I compagni di Daniele sono cinque sopravvissuti come lui al dolore, alle loro ossessioni, equilibristi sul filo di un animo troppo scoperto, in balia di tutto, dei ricordi, degli errori commessi, delle occasioni mancate, dei sogni: condannati a ripetere all’infinto il vissuto, a replicare nelle proprie menti uno spettacolo che sanguina come una ferita aperta, sono tutti meccanismi rotti agli occhi dei medici, che, disamorati e indifferenti, cambiano farmaci, si affidano alla chimica, basta trovare il farmaco giusto.
Ma non tutto è da aggiustare, perché l’uomo non è un robot, ed è fatto anche di follia, di stranezze, di fragilità, che fanno sentire tutto di più, troppo di più.
“Io vorrei soltanto imparare ad accetta’ la vita, fa’ diventa’ tutto normale, come per gli altri”.
Per Daniele i mostri delle sue solitudini danno vita a parole, a poesie, dichiarazioni d’amore per la madre, la presenza costante che lo viene a prendere, all’uscita da scuola e nel profondo delle sue paure. Daniele scrive, e le parole sulla carta sono la sua vera cura, rimarginano piaghe e pagano debiti. Sono parole cariche di verità e regalano commozione.
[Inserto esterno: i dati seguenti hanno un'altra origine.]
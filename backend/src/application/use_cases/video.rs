use super::validate_associations;
use crate::application::dto::{
    CreateVideoCommand, CreateVideoOutput, UpdateVideoCommand, UpdateVideoOutput, VideoListOutput,
    VideoOutput, VideoResources,
};
use crate::application::gateways::{
    CastMemberGateway, CategoryGateway, EventService, GenreGateway, MediaResourceGateway,
    VideoGateway,
};
use crate::domain::{
    AggregateRoot, CastMemberId, CategoryId, DomainError, DomainResult, Entity, GenreId,
    Notification, Pagination, Rating, Resource, Video, VideoDetails, VideoId, VideoMediaCreated,
    VideoMediaType, VideoRelations, VideoResource, VideoSearchQuery,
};
use tracing::{debug, error, info};

/// Read access to the aggregates a video can reference
pub struct VideoAssociations<'a, C, G, M> {
    categories: &'a C,
    genres: &'a G,
    cast_members: &'a M,
}

impl<'a, C, G, M> VideoAssociations<'a, C, G, M>
where
    C: CategoryGateway,
    G: GenreGateway,
    M: CastMemberGateway,
{
    pub fn new(categories: &'a C, genres: &'a G, cast_members: &'a M) -> Self {
        Self {
            categories,
            genres,
            cast_members,
        }
    }

    /// One error per association kind with missing ids
    fn validate(&self, relations: &VideoRelations) -> DomainResult<Notification> {
        let mut notification =
            validate_associations("categories", &relations.categories, |ids| {
                self.categories.exists_by_ids(ids)
            })?;
        notification.append_all(validate_associations("genres", &relations.genres, |ids| {
            self.genres.exists_by_ids(ids)
        })?);
        notification.append_all(validate_associations(
            "cast members",
            &relations.cast_members,
            |ids| self.cast_members.exists_by_ids(ids),
        )?);
        Ok(notification)
    }
}

fn video_details(
    title: Option<String>,
    description: Option<String>,
    launched_at: Option<i32>,
    duration: f64,
    opened: bool,
    published: bool,
    rating: Option<String>,
) -> VideoDetails {
    VideoDetails {
        title,
        description,
        launched_at,
        duration,
        opened,
        published,
        rating: rating.as_deref().and_then(Rating::of),
    }
}

fn video_relations(
    categories: Vec<String>,
    genres: Vec<String>,
    cast_members: Vec<String>,
) -> VideoRelations {
    VideoRelations {
        categories: categories.into_iter().map(CategoryId::from).collect(),
        genres: genres.into_iter().map(GenreId::from).collect(),
        cast_members: cast_members.into_iter().map(CastMemberId::from).collect(),
    }
}

/// Store a resource and attach the resulting media to the matching slot
pub(super) fn attach_resource<R: MediaResourceGateway>(
    media: &mut R,
    video: &mut Video,
    media_type: VideoMediaType,
    resource: Resource,
) -> DomainResult<()> {
    let video_id = video.id().clone();
    let resource = VideoResource::new(resource, media_type);

    match media_type {
        VideoMediaType::Video => {
            video.set_video(media.store_audio_video(&video_id, &resource)?);
        }
        VideoMediaType::Trailer => {
            video.set_trailer(media.store_audio_video(&video_id, &resource)?);
        }
        VideoMediaType::Banner => {
            video.set_banner(media.store_image(&video_id, &resource)?);
        }
        VideoMediaType::Thumbnail => {
            video.set_thumbnail(media.store_image(&video_id, &resource)?);
        }
        VideoMediaType::ThumbnailHalf => {
            video.set_thumbnail_half(media.store_image(&video_id, &resource)?);
        }
    }

    debug!(video_id = %video_id, media_type = %media_type, "Stored media resource");
    Ok(())
}

fn attach_resources<R: MediaResourceGateway>(
    media: &mut R,
    video: &mut Video,
    resources: VideoResources,
) -> DomainResult<()> {
    for (media_type, resource) in resources.into_slots() {
        attach_resource(media, video, media_type, resource)?;
    }
    Ok(())
}

/// Publish events drained from a video that has been saved
pub(super) fn publish_events<E: EventService>(
    events: &mut E,
    pending: Vec<VideoMediaCreated>,
) -> DomainResult<()> {
    for event in &pending {
        events.send(event)?;
        info!(
            video_id = %event.video_id,
            resource_id = %event.resource_id,
            "Published media created event"
        );
    }
    Ok(())
}

/// Use case for creating a video with its associations and media.
///
/// If any resource fails to store, or the video fails to persist, every
/// resource stored for the new video is cleared before the error is returned.
pub struct CreateVideo<'a, V, R, E, C, G, M>
where
    V: VideoGateway,
    R: MediaResourceGateway,
    E: EventService,
{
    videos: &'a mut V,
    media: &'a mut R,
    events: &'a mut E,
    associations: VideoAssociations<'a, C, G, M>,
}

impl<'a, V, R, E, C, G, M> CreateVideo<'a, V, R, E, C, G, M>
where
    V: VideoGateway,
    R: MediaResourceGateway,
    E: EventService,
    C: CategoryGateway,
    G: GenreGateway,
    M: CastMemberGateway,
{
    pub fn new(
        videos: &'a mut V,
        media: &'a mut R,
        events: &'a mut E,
        associations: VideoAssociations<'a, C, G, M>,
    ) -> Self {
        Self {
            videos,
            media,
            events,
            associations,
        }
    }

    pub fn execute(&mut self, command: CreateVideoCommand) -> DomainResult<CreateVideoOutput> {
        let details = video_details(
            command.title,
            command.description,
            command.launched_at,
            command.duration,
            command.opened,
            command.published,
            command.rating,
        );
        let relations = video_relations(command.categories, command.genres, command.cast_members);

        let mut notification = self.associations.validate(&relations)?;
        let video = Video::new_video(details, relations);
        video.validate(&mut notification);

        if notification.has_error() {
            debug!("Rejected video: {}", notification);
            return Err(DomainError::validation(
                "Could not create Aggregate Video",
                notification,
            ));
        }

        let video_id = video.id().clone();
        let (created, pending) = match self.store_and_create(video, command.resources) {
            Ok(result) => result,
            Err(failure) => {
                error!(video_id = %video_id, "Failed to create video: {}", failure);
                if let Err(cleanup) = self.media.clear_resources(&video_id) {
                    error!(video_id = %video_id, "Failed to clear resources: {}", cleanup);
                }
                return Err(failure);
            }
        };

        publish_events(self.events, pending)?;
        info!(video_id = %created.id(), "Video created");
        Ok(CreateVideoOutput::from(&created))
    }

    fn store_and_create(
        &mut self,
        mut video: Video,
        resources: VideoResources,
    ) -> DomainResult<(Video, Vec<VideoMediaCreated>)> {
        attach_resources(self.media, &mut video, resources)?;
        let pending = video.take_events();
        let created = self.videos.create(video)?;
        Ok((created, pending))
    }
}

/// Use case for updating a video's data, associations and media
pub struct UpdateVideo<'a, V, R, E, C, G, M>
where
    V: VideoGateway,
    R: MediaResourceGateway,
    E: EventService,
{
    videos: &'a mut V,
    media: &'a mut R,
    events: &'a mut E,
    associations: VideoAssociations<'a, C, G, M>,
}

impl<'a, V, R, E, C, G, M> UpdateVideo<'a, V, R, E, C, G, M>
where
    V: VideoGateway,
    R: MediaResourceGateway,
    E: EventService,
    C: CategoryGateway,
    G: GenreGateway,
    M: CastMemberGateway,
{
    pub fn new(
        videos: &'a mut V,
        media: &'a mut R,
        events: &'a mut E,
        associations: VideoAssociations<'a, C, G, M>,
    ) -> Self {
        Self {
            videos,
            media,
            events,
            associations,
        }
    }

    pub fn execute(&mut self, command: UpdateVideoCommand) -> DomainResult<UpdateVideoOutput> {
        let id = VideoId::from(command.id);
        let mut video = self
            .videos
            .find_by_id(&id)?
            .ok_or_else(|| DomainError::not_found("Video", &id))?;

        let details = video_details(
            command.title,
            command.description,
            command.launched_at,
            command.duration,
            command.opened,
            command.published,
            command.rating,
        );
        let relations = video_relations(command.categories, command.genres, command.cast_members);

        let mut notification = self.associations.validate(&relations)?;
        video.update(details, relations);
        video.validate(&mut notification);

        if notification.has_error() {
            debug!(video_id = %id, "Rejected video update: {}", notification);
            return Err(DomainError::validation(
                format!("Could not update Aggregate Video {}", id),
                notification,
            ));
        }

        attach_resources(self.media, &mut video, command.resources)?;
        let pending = video.take_events();
        let updated = self.videos.update(video)?;

        publish_events(self.events, pending)?;
        Ok(UpdateVideoOutput::from(&updated))
    }
}

/// Use case for deleting a video and the media stored for it.
///
/// Deleting an unknown id still clears its resource prefix. Cleanup failures
/// are returned to the caller.
pub struct DeleteVideo<'a, V: VideoGateway, R: MediaResourceGateway> {
    videos: &'a mut V,
    media: &'a mut R,
}

impl<'a, V: VideoGateway, R: MediaResourceGateway> DeleteVideo<'a, V, R> {
    pub fn new(videos: &'a mut V, media: &'a mut R) -> Self {
        Self { videos, media }
    }

    pub fn execute(&mut self, id: &str) -> DomainResult<()> {
        let id = VideoId::from(id);
        self.videos.delete_by_id(&id)?;
        self.media.clear_resources(&id)
    }
}

pub struct GetVideoById<'a, V: VideoGateway> {
    gateway: &'a V,
}

impl<'a, V: VideoGateway> GetVideoById<'a, V> {
    pub fn new(gateway: &'a V) -> Self {
        Self { gateway }
    }

    pub fn execute(&self, id: &str) -> DomainResult<VideoOutput> {
        let id = VideoId::from(id);
        self.gateway
            .find_by_id(&id)?
            .map(|video| VideoOutput::from(&video))
            .ok_or_else(|| DomainError::not_found("Video", &id))
    }
}

pub struct ListVideos<'a, V: VideoGateway> {
    gateway: &'a V,
}

impl<'a, V: VideoGateway> ListVideos<'a, V> {
    pub fn new(gateway: &'a V) -> Self {
        Self { gateway }
    }

    pub fn execute(&self, query: &VideoSearchQuery) -> DomainResult<Pagination<VideoListOutput>> {
        Ok(self
            .gateway
            .find_all(query)?
            .map(|video| VideoListOutput::from(&video)))
    }
}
Nelle giornate che passano, gli occhi di Daniele si abituano al bianco, all’odore dei corpi, ai rumori della notte, ai volti e agli sguardi dei suoi compagni, e diventano consapevoli di un percorso possibile.
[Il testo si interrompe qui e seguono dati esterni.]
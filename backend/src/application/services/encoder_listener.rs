/// Intake of encoder result messages
use crate::application::dto::UpdateMediaStatusCommand;
use crate::application::gateways::VideoGateway;
use crate::application::use_cases::UpdateMediaStatus;
use crate::domain::MediaStatus;
use serde::{Deserialize, Serialize};
use std::sync::Arc;
use thiserror::Error;
use tokio::sync::{mpsc, Mutex};

#[derive(Error, Debug)]
pub enum ListenerError {
    #[error("Malformed encoder message: {0}")]
    Payload(#[from] serde_json::Error),

    #[error("Domain error: {0}")]
    Domain(#[from] crate::domain::base::DomainError),
}

pub type ListenerResult<T> = Result<T, ListenerError>;

/// Output location reported for a finished encoding
#[derive(Debug, Clone, PartialEq, Eq, Serialize, Deserialize)]
pub struct EncodedVideoMetadata {
    pub encoded_video_folder: String,
    pub resource_id: String,
    pub file_path: String,
}

#[derive(Debug, Clone, PartialEq, Eq, Serialize, Deserialize)]
pub struct EncoderErrorDetail {
    pub message: String,
}

/// Message published by the encoder once it is done with a resource
#[derive(Debug, Clone, PartialEq, Serialize, Deserialize)]
#[serde(tag = "status", rename_all = "SCREAMING_SNAKE_CASE")]
pub enum EncoderResult {
    Completed {
        id: String,
        video: EncodedVideoMetadata,
    },
    Error {
        error: EncoderErrorDetail,
        #[serde(default)]
        message: Option<serde_json::Value>,
    },
}

impl EncoderResult {
    pub fn parse(payload: &str) -> ListenerResult<Self> {
        Ok(serde_json::from_str(payload)?)
    }
}

impl EncodedVideoMetadata {
    /// Completion of the resource this metadata describes
    pub fn status_command(&self, video_id: &str) -> UpdateMediaStatusCommand {
        UpdateMediaStatusCommand::with(
            MediaStatus::Completed,
            video_id,
            &self.resource_id,
            &self.encoded_video_folder,
            &self.file_path,
        )
    }
}

/// Callback type for listener events
pub type ListenerCallback = Arc<dyn Fn(ListenerEvent) + Send + Sync>;

#[derive(Debug, Clone, PartialEq)]
pub enum ListenerEvent {
    MediaCompleted { video_id: String, resource_id: String },
    /// The result changed nothing: unknown resource or already applied
    Ignored { video_id: String, resource_id: String },
    EncoderFailed { message: String },
    Rejected { error: String },
}

#[derive(Debug, Clone, Copy, Default, PartialEq, Eq)]
pub struct ListenerStats {
    pub completed: usize,
    pub ignored: usize,
    pub encoder_errors: usize,
    pub rejected: usize,
}

/// Applies encoder results to the videos they refer to
pub struct EncoderResultListener<V: VideoGateway> {
    videos: Arc<Mutex<V>>,
    callback: Option<ListenerCallback>,
}

impl<V: VideoGateway + Send + 'static> EncoderResultListener<V> {
    pub fn new(videos: Arc<Mutex<V>>, callback: Option<ListenerCallback>) -> Self {
        EncoderResultListener { videos, callback }
    }

    /// Handle one raw message
    pub async fn handle(&self, payload: &str) -> ListenerResult<ListenerEvent> {
        let (video_id, metadata) = match EncoderResult::parse(payload)? {
            EncoderResult::Completed { id, video } => (id, video),
            EncoderResult::Error { error, message } => {
                tracing::error!(
                    "Encoder reported an error: {} (message: {})",
                    error.message,
                    message.map(|m| m.to_string()).unwrap_or_default()
                );
                return Ok(ListenerEvent::EncoderFailed {
                    message: error.message,
                });
            }
        };

        let command = metadata.status_command(&video_id);
        let mut videos = self.videos.lock().await;
        let changed = UpdateMediaStatus::new(&mut *videos).execute(command)?;

        let resource_id = metadata.resource_id;
        if changed {
            Ok(ListenerEvent::MediaCompleted {
                video_id,
                resource_id,
            })
        } else {
            Ok(ListenerEvent::Ignored {
                video_id,
                resource_id,
            })
        }
    }

    /// Drain the channel until every sender is dropped.
    ///
    /// A failing message is logged and counted; it never stops the loop.
    pub async fn listen(&self, mut receiver: mpsc::Receiver<String>) -> ListenerStats {
        tracing::info!("Listening for encoder results");
        let mut stats = ListenerStats::default();

        while let Some(payload) = receiver.recv().await {
            let event = match self.handle(&payload).await {
                Ok(event) => event,
                Err(e) => {
                    tracing::error!("Failed to apply encoder result: {}", e);
                    ListenerEvent::Rejected {
                        error: e.to_string(),
                    }
                }
            };

            match &event {
                ListenerEvent::MediaCompleted { .. } => stats.completed += 1,
                ListenerEvent::Ignored { .. } => stats.ignored += 1,
                ListenerEvent::EncoderFailed { .. } => stats.encoder_errors += 1,
                ListenerEvent::Rejected { .. } => stats.rejected += 1,
            }

            if let Some(ref cb) = self.callback {
                cb(event);
            }
        }

        tracing::info!(
            "Encoder result channel closed: {} completed, {} ignored, {} failed, {} rejected",
            stats.completed,
            stats.ignored,
            stats.encoder_errors,
            stats.rejected
        );
        stats
    }
}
“Quei cinque pazzi sono la cosa più simile all’amicizia che abbia mai incontrato, di più, sono fratelli offerti dalla vita, trovati sulla stessa barca, in mezzo alla medesima tempesta, tra pazzia e qualche altra cosa che un giorno saprò nominare”.
Tutto chiede salvezza è un romanzo scritto da un poeta, che guarda negli occhi chi legge con la dignità e la forza della prima persona, senza filtri, con parole che restituiscono realtà. Chiede impegno, Daniele Mencarelli, chiede il cuore, perché porta a fondo, nelle oscurità dell’animo, dove la luce non c’è. E in quel fondo si mostra nudo, in una maniera così semplice che lascia anche noi lettori senza protezione, vulnerabili. È un racconto che rende giustizia al disagio, senza catalogarlo, ma raccontandolo nell’intimo con la coscienza di chi nel dolore ha imparato il valore della propria fragilità.
La salvezza arriva con la speranza che viene dalla fratellanza, dall’umanità, con occhi che si incontrano e si riconoscono nella stessa esperienza, nella stessa capacità di vivere con le proprie malconce emozioni, e con le parole che scavano e portano in superficie la pietà, come solo la poesia sa fare.